[Provided material]
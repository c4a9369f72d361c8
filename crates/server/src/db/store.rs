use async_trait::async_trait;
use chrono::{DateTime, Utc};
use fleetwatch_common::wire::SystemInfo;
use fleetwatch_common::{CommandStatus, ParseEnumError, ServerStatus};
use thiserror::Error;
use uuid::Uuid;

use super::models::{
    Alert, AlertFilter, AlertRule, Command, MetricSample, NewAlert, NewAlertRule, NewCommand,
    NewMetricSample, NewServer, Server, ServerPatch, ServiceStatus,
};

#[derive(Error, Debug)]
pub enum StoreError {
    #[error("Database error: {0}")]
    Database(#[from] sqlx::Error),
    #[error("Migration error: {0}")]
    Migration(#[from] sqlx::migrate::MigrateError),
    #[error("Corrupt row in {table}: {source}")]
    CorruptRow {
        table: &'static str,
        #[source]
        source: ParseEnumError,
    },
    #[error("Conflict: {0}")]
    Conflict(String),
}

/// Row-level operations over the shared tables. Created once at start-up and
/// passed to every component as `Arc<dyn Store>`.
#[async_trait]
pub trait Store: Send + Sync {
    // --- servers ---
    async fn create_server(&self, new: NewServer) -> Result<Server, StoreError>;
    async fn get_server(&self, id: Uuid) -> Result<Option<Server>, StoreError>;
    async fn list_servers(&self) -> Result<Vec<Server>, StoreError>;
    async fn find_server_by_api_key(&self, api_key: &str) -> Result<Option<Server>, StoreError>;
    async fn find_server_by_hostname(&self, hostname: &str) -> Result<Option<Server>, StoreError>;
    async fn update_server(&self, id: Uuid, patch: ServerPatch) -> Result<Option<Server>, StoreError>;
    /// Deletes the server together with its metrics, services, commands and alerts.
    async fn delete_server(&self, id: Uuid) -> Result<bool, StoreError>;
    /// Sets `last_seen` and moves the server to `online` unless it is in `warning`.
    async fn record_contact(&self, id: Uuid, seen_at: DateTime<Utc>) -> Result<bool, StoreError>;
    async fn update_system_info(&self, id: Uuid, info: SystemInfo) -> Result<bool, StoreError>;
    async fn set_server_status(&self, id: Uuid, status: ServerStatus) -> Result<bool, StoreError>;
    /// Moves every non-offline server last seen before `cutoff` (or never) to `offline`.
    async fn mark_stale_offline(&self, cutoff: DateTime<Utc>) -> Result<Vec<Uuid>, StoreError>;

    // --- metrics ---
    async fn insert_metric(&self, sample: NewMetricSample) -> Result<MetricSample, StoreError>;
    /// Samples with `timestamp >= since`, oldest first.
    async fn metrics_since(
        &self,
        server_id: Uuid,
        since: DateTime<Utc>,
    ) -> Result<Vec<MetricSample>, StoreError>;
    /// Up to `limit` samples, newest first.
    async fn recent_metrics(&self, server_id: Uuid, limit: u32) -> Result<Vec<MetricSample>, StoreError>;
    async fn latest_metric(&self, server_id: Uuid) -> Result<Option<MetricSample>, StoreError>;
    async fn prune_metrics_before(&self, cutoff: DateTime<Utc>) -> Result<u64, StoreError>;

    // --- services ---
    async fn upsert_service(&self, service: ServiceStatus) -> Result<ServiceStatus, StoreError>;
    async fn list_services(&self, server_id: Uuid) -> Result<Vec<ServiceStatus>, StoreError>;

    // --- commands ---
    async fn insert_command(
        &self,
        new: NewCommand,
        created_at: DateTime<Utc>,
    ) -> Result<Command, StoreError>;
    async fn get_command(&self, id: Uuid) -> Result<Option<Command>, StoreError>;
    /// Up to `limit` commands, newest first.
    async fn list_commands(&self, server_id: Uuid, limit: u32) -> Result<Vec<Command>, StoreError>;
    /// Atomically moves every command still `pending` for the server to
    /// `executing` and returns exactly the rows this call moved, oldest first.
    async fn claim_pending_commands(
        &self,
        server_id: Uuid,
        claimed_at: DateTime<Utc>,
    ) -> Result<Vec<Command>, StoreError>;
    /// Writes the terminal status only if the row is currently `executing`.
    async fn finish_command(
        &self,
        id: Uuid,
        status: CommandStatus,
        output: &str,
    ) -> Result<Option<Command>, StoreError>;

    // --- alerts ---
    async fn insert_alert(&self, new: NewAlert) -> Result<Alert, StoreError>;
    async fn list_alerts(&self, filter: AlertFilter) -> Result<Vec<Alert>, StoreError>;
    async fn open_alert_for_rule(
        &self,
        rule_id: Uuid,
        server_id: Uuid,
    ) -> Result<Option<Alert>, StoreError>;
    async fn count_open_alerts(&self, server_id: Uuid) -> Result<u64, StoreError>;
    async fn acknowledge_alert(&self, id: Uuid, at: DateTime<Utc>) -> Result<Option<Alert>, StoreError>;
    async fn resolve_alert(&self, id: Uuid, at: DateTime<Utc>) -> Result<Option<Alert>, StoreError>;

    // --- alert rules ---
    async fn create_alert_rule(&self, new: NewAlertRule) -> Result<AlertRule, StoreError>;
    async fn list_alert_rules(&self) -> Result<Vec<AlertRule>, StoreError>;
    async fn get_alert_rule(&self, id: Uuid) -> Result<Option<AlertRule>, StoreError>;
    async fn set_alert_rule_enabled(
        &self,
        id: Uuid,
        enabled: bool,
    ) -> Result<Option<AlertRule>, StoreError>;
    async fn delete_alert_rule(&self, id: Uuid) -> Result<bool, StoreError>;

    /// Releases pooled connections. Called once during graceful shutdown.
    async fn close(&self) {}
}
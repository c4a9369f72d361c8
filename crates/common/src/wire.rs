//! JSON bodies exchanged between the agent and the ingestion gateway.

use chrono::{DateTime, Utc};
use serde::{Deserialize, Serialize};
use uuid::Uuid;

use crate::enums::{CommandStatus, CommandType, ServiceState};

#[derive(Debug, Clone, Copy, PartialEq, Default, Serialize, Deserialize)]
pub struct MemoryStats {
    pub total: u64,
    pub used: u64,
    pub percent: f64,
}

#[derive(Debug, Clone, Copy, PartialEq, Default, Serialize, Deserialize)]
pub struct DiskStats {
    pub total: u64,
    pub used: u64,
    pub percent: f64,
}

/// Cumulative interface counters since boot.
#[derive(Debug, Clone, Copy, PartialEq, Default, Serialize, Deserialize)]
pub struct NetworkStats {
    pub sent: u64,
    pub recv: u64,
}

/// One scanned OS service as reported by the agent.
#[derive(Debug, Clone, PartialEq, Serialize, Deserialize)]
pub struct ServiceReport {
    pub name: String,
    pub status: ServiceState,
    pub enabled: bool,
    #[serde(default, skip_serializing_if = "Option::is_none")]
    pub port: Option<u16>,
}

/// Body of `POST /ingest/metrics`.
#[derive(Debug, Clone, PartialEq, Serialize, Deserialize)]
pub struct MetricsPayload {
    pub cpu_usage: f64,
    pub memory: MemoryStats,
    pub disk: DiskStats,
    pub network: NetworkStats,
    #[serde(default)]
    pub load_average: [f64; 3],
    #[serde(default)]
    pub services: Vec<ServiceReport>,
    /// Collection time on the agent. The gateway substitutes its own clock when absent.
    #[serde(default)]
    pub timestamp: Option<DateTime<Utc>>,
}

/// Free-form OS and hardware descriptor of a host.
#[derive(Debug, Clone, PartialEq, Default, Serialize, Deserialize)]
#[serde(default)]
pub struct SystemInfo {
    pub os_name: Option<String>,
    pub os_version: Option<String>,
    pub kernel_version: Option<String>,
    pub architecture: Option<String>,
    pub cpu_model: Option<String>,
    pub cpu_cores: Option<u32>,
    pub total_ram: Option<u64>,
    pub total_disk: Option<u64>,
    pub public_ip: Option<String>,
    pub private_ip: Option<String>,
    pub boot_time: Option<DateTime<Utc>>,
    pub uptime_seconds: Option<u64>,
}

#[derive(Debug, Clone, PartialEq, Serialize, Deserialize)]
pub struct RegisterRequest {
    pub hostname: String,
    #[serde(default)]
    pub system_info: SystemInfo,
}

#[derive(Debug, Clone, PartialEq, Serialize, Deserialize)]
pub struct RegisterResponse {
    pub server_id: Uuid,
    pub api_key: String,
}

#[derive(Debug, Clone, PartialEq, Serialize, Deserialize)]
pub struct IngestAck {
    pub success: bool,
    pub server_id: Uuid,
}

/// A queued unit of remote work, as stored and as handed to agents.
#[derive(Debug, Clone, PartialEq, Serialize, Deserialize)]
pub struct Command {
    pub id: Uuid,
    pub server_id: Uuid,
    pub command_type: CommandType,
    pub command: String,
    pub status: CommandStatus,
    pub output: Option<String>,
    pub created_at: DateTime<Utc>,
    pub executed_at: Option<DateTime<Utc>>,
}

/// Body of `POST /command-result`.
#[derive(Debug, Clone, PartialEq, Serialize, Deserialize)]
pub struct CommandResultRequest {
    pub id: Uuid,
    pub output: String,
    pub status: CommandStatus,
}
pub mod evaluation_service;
[/Provided material]
Would you copy out exactly the lines from the one holding "pub struct SystemInfo" through the end of the entries above, both ends included?

pub struct SystemInfo {
    pub os_name: Option<String>,
    pub os_version: Option<String>,
    pub kernel_version: Option<String>,
    pub architecture: Option<String>,
    pub cpu_model: Option<String>,
    pub cpu_cores: Option<u32>,
    pub total_ram: Option<u64>,
    pub total_disk: Option<u64>,
    pub public_ip: Option<String>,
    pub private_ip: Option<String>,
    pub boot_time: Option<DateTime<Utc>>,
    pub uptime_seconds: Option<u64>,
}

#[derive(Debug, Clone, PartialEq, Serialize, Deserialize)]
pub struct RegisterRequest {
    pub hostname: String,
    #[serde(default)]
    pub system_info: SystemInfo,
}

#[derive(Debug, Clone, PartialEq, Serialize, Deserialize)]
pub struct RegisterResponse {
    pub server_id: Uuid,
    pub api_key: String,
}

#[derive(Debug, Clone, PartialEq, Serialize, Deserialize)]
pub struct IngestAck {
    pub success: bool,
    pub server_id: Uuid,
}

/// A queued unit of remote work, as stored and as handed to agents.
#[derive(Debug, Clone, PartialEq, Serialize, Deserialize)]
pub struct Command {
    pub id: Uuid,
    pub server_id: Uuid,
    pub command_type: CommandType,
    pub command: String,
    pub status: CommandStatus,
    pub output: Option<String>,
    pub created_at: DateTime<Utc>,
    pub executed_at: Option<DateTime<Utc>>,
}

/// Body of `POST /command-result`.
#[derive(Debug, Clone, PartialEq, Serialize, Deserialize)]
pub struct CommandResultRequest {
    pub id: Uuid,
    pub output: String,
    pub status: CommandStatus,
}
pub mod evaluation_service;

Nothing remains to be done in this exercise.